Ayant reçu un courriel mettant en doute mon analyse, j’ai approfondi ma recherche. J’ai ainsi découvert que la banque de données Termium du gouvernement du Canada contredisait le GDT et donnait préparation pour crème glacée comme équivalent de ice cream mix. Avec comme référence : « Comité intergouvernemental de terminologie de l'industrie laitière = Intergovernmental Committee on Dairy Industry Terminology ». Et quel est au juste ce comité ? Un comité dont l’Office était membre !
Le résultat des travaux du Comité a été publié par l’Office dans le Lexique de l’industrie laitière. Où on peut lire la note suivante :
Il existe une différence entre mélange de, préparation pour et préparation de. Le mélange de résulte d'une réunion de produits finis. La préparation pour est constituée d'un mélange d'ingrédients le plus souvent déshydratés mais parfois liquides, auquel le fabricant ou le consommateur ajoute d'autres ingrédients (du lait, de l'eau, par exemple) ou effectue lui-même ou à l'aide d'un appareil une transformation de ce mélange, en vue d'obtenir un produit alimentaire fini. Il est inexact de dire mélange à crème glacée au lieu de préparation (liquide) pour crème glacée. La préparation de est constituée d'une réunion d'ingrédients qui ont subi une transformation culinaire souvent industrielle.

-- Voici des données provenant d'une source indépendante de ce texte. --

use std::future::Future;
use std::time::Duration;

use tokio_util::sync::CancellationToken;

use crate::error::{self, FlightError, DEFAULT_RETRYABLE_STATUSES};

const MAX_JITTER: f64 = 0.25;

#[derive(Debug, Clone)]
pub struct RetryPolicy {
    pub max_retries: u32,
    pub base_delay: Duration,
    pub max_delay: Duration,
    pub retryable_statuses: Vec<u16>,
}

impl Default for RetryPolicy {
    fn default() -> Self {
        Self {
            max_retries: 2,
            base_delay: Duration::from_millis(1000),
            max_delay: Duration::from_millis(10_000),
            retryable_statuses: DEFAULT_RETRYABLE_STATUSES.to_vec(),
        }
    }
}

impl RetryPolicy {
    pub fn no_retry() -> Self {
        Self {
            max_retries: 0,
            ..Default::default()
        }
    }

    pub fn delay_with_jitter(&self, attempt: u32, jitter: f64) -> Duration {
        let factor = 2f64.powi(attempt.min(31) as i32) * (1.0 + jitter.clamp(0.0, MAX_JITTER));
        let millis = self.base_delay.as_millis() as f64 * factor;
        let capped = millis.min(self.max_delay.as_millis() as f64);
        Duration::from_millis(capped as u64)
    }

    pub fn delay_for(&self, attempt: u32) -> Duration {
        self.delay_with_jitter(attempt, rand::random::<f64>() * MAX_JITTER)
    }
}

pub async fn with_retry<T, F, Fut>(
    policy: &RetryPolicy,
    cancel: &CancellationToken,
    mut operation: F,
) -> Result<T, FlightError>
where
    F: FnMut() -> Fut,
    Fut: Future<Output = Result<T, FlightError>>,
{
    let mut attempt = 0;
    loop {
        if cancel.is_cancelled() {
            return Err(FlightError::Cancelled);
        }

        let result = tokio::select! {
            _ = cancel.cancelled() => return Err(FlightError::Cancelled),
            result = operation() => result,
        };

        let err = match result {
            Ok(value) => return Ok(value),
            Err(err) => err,
        };

        if attempt >= policy.max_retries || !error::is_retryable(&err, &policy.retryable_statuses) {
            return Err(err);
        }

        let delay = policy.delay_for(attempt);
        tracing::debug!(
            attempt = attempt + 1,
            max_retries = policy.max_retries,
            ?delay,
            error = %err,
            "retrying after failure"
        );

        tokio::select! {
            _ = cancel.cancelled() => return Err(FlightError::Cancelled),
            _ = tokio::time::sleep(delay) => {}
        }
        attempt += 1;
    }
}
use chrono::{Datelike, Duration, NaiveDate, Weekday};

use crate::airport::{self, haversine_km, MOCK_AIRPORTS};
use crate::model::{Baggage, Flight, FlightSearchParams, Layover, NearbyAirports, PriceCalendarDay};
use crate::normalize::format_minutes;

struct Route {
    from: &'static str,
    to: &'static str,
    price: f64,
    minutes: u32,
}

const ROUTES: &[Route] = &[
    Route { from: "JFK", to: "LAX", price: 329.0, minutes: 380 },
    Route { from: "JFK", to: "LHR", price: 612.0, minutes: 415 },
    Route { from: "JFK", to: "CDG", price: 588.0, minutes: 445 },
    Route { from: "JFK", to: "MIA", price: 189.0, minutes: 190 },
    Route { from: "JFK", to: "SFO", price: 359.0, minutes: 400 },
    Route { from: "LAX", to: "HND", price: 845.0, minutes: 705 },
    Route { from: "LAX", to: "SYD", price: 1120.0, minutes: 870 },
    Route { from: "LAX", to: "ORD", price: 249.0, minutes: 255 },
    Route { from: "ORD", to: "LHR", price: 655.0, minutes: 500 },
    Route { from: "LHR", to: "DXB", price: 489.0, minutes: 415 },
    Route { from: "LHR", to: "SIN", price: 799.0, minutes: 790 },
    Route { from: "LHR", to: "CDG", price: 119.0, minutes: 75 },
    Route { from: "CDG", to: "FRA", price: 139.0, minutes: 75 },
    Route { from: "AMS", to: "FRA", price: 129.0, minutes: 70 },
    Route { from: "DXB", to: "SIN", price: 415.0, minutes: 450 },
    Route { from: "SIN", to: "HKG", price: 229.0, minutes: 235 },
    Route { from: "HKG", to: "HND", price: 309.0, minutes: 245 },
    Route { from: "SFO", to: "HKG", price: 899.0, minutes: 850 },
];

const AIRLINES: &[(&str, &str)] = &[
    ("Delta", "DL"),
    ("United Airlines", "UA"),
    ("American Airlines", "AA"),
    ("British Airways", "BA"),
    ("Lufthansa", "LH"),
    ("Emirates", "EK"),
    ("Air France", "AF"),
    ("Singapore Airlines", "SQ"),
];

const AIRCRAFT: &[&str] = &["Boeing 737-800", "Airbus A321neo", "Boeing 787-9", "Airbus A350-900"];

const LAYOVER_HUBS: &[&str] = &["ORD", "FRA", "DXB", "AMS"];

const FLIGHTS_PER_ROUTE: usize = 8;

fn route_profile(from: &str, to: &str) -> (f64, u32) {
    ROUTES
        .iter()
        .find(|r| (r.from == from && r.to == to) || (r.from == to && r.to == from))
        .map(|r| (r.price, r.minutes))
        .unwrap_or_else(|| {
            let seed: u32 = from.bytes().chain(to.bytes()).map(u32::from).sum();
            (250.0 + f64::from(seed % 40) * 10.0, 180 + (seed % 12) * 30)
        })
}

fn route_code(sky_id: &str) -> String {
    airport::iata_from_sky_id(sky_id.trim()).unwrap_or_else(|| sky_id.trim().to_uppercase())
}

fn add_minutes(hour: u32, minute: u32, minutes: u32) -> (u32, u32) {
    let total = (hour * 60 + minute + minutes) % (24 * 60);
    (total / 60, total % 60)
}

pub fn mock_flights(params: &FlightSearchParams) -> Vec<Flight> {
    let from = route_code(&params.origin_sky_id);
    let to = route_code(&params.destination_sky_id);
    let (base_price, base_minutes) = route_profile(&from, &to);
    let cabin_factor = match params.cabin_class {
        crate::model::CabinClass::Economy => 1.0,
        crate::model::CabinClass::PremiumEconomy => 1.6,
        crate::model::CabinClass::Business => 3.2,
        crate::model::CabinClass::First => 5.0,
    };

    let mut flights: Vec<Flight> = (0..FLIGHTS_PER_ROUTE)
        .map(|i| {
            let (airline, code) = AIRLINES[i % AIRLINES.len()];
            let stops = if i % 3 == 2 { 1 } else { 0 };
            let minutes = base_minutes + stops * 95 + (i as u32 % 4) * 10;
            let dep_hour = (5 + i as u32 * 2) % 24;
            let dep_minute = (i as u32 * 25) % 60;
            let (arr_hour, arr_minute) = add_minutes(dep_hour, dep_minute, minutes);
            let price_factor = 0.82 + (i as f64 * 0.37) % 0.6 - f64::from(stops) * 0.08;
            let price = (base_price * price_factor * cabin_factor).round();

            Flight {
                id: format!("mock-{from}-{to}-{i}"),
                airline: airline.to_string(),
                departure_time: format!("{dep_hour:02}:{dep_minute:02}"),
                arrival_time: format!("{arr_hour:02}:{arr_minute:02}"),
                departure_airport: from.clone(),
                arrival_airport: to.clone(),
                duration: format_minutes(minutes),
                stops,
                price,
                best: false,
                aircraft: Some(AIRCRAFT[i % AIRCRAFT.len()].to_string()),
                flight_number: Some(format!("{code}{}", 100 + i * 37)),
                cabin_class: Some(params.cabin_class.as_api_str().to_string()),
                baggage: Some(Baggage {
                    carry_on: Some("1 x 7kg".into()),
                    checked: (i % 2 == 0).then(|| "1 x 23kg".to_string()),
                }),
                layover: (stops > 0).then(|| Layover {
                    airport: LAYOVER_HUBS[i % LAYOVER_HUBS.len()].to_string(),
                    duration: format_minutes(95),
                }),
                origin_sky_id: Some(params.origin_sky_id.clone()),
                destination_sky_id: Some(params.destination_sky_id.clone()),
                departure_date: Some(params.departure.clone()),
                return_date: params.return_date.clone(),
            }
        })
        .collect();

    if let Some(best) = flights
        .iter_mut()
        .filter(|f| f.stops == 0)
        .min_by(|a, b| a.price.total_cmp(&b.price))
    {
        best.best = true;
    }

    flights
}

pub fn mock_price_calendar(origin: &str, destination: &str, from_date: NaiveDate) -> Vec<PriceCalendarDay> {
    let (base_price, _) = route_profile(&route_code(origin), &route_code(destination));

    let days: Vec<(NaiveDate, f64)> = (0..30)
        .map(|offset| {
            let date = from_date + Duration::days(offset);
            let weekend = matches!(date.weekday(), Weekday::Fri | Weekday::Sat | Weekday::Sun);
            let wave = ((offset * 7) % 11) as f64 / 10.0;
            let factor = 0.8 + wave * 0.4 + if weekend { 0.15 } else { 0.0 };
            (date, (base_price * factor).round())
        })
        .collect();

    let low = days.iter().map(|(_, p)| *p).fold(f64::INFINITY, f64::min);
    let high = days.iter().map(|(_, p)| *p).fold(f64::NEG_INFINITY, f64::max);
    let third = (high - low) / 3.0;

    days.into_iter()
        .map(|(date, price)| {
            let group = if price <= low + third {
                "low"
            } else if price <= low + 2.0 * third {
                "medium"
            } else {
                "high"
            };
            PriceCalendarDay {
                date: date.format("%Y-%m-%d").to_string(),
                price,
                group: Some(group.to_string()),
            }
        })
        .collect()
}

const NEARBY_LIMIT: usize = 5;

pub fn mock_nearby_airports(lat: f64, lng: f64) -> NearbyAirports {
    let mut by_distance: Vec<(f64, &airport::MockAirport)> = MOCK_AIRPORTS
        .iter()
        .map(|a| (haversine_km(lat, lng, a.lat, a.lng), a))
        .collect();
    by_distance.sort_by(|a, b| a.0.total_cmp(&b.0));

    let mut ranked = by_distance.into_iter().map(|(_, a)| a.to_airport());
    let current = ranked.next();
    NearbyAirports {
        current,
        nearby: ranked.take(NEARBY_LIMIT).collect(),
    }
}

Donc, pendant des années, l’Office, de concert avec ses partenaires, a proposé préparation pour au lieu de mélange à. Avant de tourner casaque.
Rappelons que le Comité intergouvernemental de terminologie de l'industrie laitière avait été créé pour uniformiser l’étiquetage français et anglais des produits laitiers partout au Canada et pour fournir aux inspecteurs des aliments, tant fédéraux que provinciaux, une terminologie commune. Faisaient partie du Comité, outre des terminologues de l’Office, des représentants du ministère de l'Agriculture, des Pêcheries et de l'Alimentation du gouvernement du Québec, de la Direction générale de la production et de l'inspection des aliments du Ministère de l'Agriculture du gouvernement du Canada, de l'Institut de technologie agricole et alimentaire de Saint-Hyacinthe, de la Division des langues officielles du ministère de l'Agriculture du gouvernement du Canada ainsi que du Bureau des traductions (Secrétariat d'État du gouvernement du Canada).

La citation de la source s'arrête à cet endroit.